→ BRIEF: Work through the listing below and state how many of its lines hold the word "types". Give no other output.

→ PROVIDED ENTRIES:
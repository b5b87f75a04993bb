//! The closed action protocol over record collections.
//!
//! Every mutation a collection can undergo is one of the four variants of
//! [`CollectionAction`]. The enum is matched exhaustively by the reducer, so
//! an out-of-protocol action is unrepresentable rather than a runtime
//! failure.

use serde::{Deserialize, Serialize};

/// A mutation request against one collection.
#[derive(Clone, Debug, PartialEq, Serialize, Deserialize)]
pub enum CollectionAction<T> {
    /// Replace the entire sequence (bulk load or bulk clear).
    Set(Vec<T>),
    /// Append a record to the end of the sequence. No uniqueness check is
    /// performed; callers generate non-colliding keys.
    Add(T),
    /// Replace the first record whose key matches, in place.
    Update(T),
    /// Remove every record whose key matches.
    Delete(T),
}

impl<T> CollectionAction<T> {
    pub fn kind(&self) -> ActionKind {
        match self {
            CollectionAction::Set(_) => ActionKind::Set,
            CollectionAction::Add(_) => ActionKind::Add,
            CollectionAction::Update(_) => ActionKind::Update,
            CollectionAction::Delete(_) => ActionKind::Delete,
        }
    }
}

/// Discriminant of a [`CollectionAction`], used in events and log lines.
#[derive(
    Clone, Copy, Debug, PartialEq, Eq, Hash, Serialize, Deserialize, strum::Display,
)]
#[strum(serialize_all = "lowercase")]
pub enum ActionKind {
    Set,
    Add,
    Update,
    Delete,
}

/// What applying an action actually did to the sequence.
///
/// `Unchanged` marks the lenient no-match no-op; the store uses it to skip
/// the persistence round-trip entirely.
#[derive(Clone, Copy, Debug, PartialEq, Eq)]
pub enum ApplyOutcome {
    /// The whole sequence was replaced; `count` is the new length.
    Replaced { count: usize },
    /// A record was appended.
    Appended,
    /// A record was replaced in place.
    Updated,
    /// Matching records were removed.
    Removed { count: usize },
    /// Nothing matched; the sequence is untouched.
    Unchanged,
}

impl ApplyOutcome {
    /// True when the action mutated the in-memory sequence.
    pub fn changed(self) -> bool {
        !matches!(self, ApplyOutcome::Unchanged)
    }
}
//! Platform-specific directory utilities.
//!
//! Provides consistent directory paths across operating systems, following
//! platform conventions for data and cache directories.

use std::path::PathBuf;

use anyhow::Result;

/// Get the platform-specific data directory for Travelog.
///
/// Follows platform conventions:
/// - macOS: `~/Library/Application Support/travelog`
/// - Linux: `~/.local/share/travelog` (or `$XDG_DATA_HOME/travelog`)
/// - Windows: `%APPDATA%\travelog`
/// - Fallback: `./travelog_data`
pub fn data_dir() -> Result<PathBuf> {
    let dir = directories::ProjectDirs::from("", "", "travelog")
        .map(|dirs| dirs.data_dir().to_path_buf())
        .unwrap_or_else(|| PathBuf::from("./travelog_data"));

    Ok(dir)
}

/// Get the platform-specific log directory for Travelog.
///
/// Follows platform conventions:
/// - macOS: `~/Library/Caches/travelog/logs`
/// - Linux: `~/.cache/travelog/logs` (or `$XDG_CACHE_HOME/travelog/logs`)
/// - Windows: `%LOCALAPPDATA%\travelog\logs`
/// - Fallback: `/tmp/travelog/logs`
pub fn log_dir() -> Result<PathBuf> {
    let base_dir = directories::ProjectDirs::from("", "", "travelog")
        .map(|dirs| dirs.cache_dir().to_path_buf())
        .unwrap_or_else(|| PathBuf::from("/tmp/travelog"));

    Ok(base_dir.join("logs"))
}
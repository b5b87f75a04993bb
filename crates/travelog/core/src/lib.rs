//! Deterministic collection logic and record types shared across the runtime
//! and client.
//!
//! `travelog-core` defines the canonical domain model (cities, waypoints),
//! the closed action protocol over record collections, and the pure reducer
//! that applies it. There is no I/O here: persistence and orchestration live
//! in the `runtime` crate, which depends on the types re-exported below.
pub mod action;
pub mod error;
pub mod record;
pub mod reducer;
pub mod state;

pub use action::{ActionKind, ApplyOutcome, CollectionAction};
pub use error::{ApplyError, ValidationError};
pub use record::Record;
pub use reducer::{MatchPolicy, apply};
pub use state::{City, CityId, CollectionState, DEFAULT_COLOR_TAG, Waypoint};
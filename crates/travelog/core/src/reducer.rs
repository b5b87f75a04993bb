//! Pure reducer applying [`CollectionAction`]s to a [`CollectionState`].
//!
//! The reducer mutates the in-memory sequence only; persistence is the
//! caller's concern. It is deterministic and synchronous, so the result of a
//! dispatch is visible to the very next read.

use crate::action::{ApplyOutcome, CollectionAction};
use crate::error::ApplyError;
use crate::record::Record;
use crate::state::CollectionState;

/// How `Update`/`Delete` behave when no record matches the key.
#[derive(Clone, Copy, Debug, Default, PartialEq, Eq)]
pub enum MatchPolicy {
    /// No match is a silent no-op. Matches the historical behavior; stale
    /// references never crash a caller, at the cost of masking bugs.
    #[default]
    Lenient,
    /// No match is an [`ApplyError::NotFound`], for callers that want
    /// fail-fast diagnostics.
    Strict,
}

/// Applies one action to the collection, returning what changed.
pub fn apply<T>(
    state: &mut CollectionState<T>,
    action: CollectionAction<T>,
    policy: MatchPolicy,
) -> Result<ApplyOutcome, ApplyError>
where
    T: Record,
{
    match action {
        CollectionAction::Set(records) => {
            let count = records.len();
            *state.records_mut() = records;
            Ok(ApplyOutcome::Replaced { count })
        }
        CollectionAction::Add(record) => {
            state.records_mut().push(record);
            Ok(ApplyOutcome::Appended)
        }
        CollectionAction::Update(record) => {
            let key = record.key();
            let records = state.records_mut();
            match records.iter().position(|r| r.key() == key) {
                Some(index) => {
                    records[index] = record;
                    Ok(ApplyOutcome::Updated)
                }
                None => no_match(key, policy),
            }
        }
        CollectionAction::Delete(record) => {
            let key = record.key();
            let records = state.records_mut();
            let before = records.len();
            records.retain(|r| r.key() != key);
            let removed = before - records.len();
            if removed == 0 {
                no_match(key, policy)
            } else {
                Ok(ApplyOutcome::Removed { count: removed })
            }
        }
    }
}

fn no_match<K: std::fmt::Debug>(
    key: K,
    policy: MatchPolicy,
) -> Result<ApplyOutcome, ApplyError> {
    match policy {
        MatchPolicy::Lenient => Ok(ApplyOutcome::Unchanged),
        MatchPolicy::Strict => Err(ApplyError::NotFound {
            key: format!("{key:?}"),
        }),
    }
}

→ TASK ANSWER: 2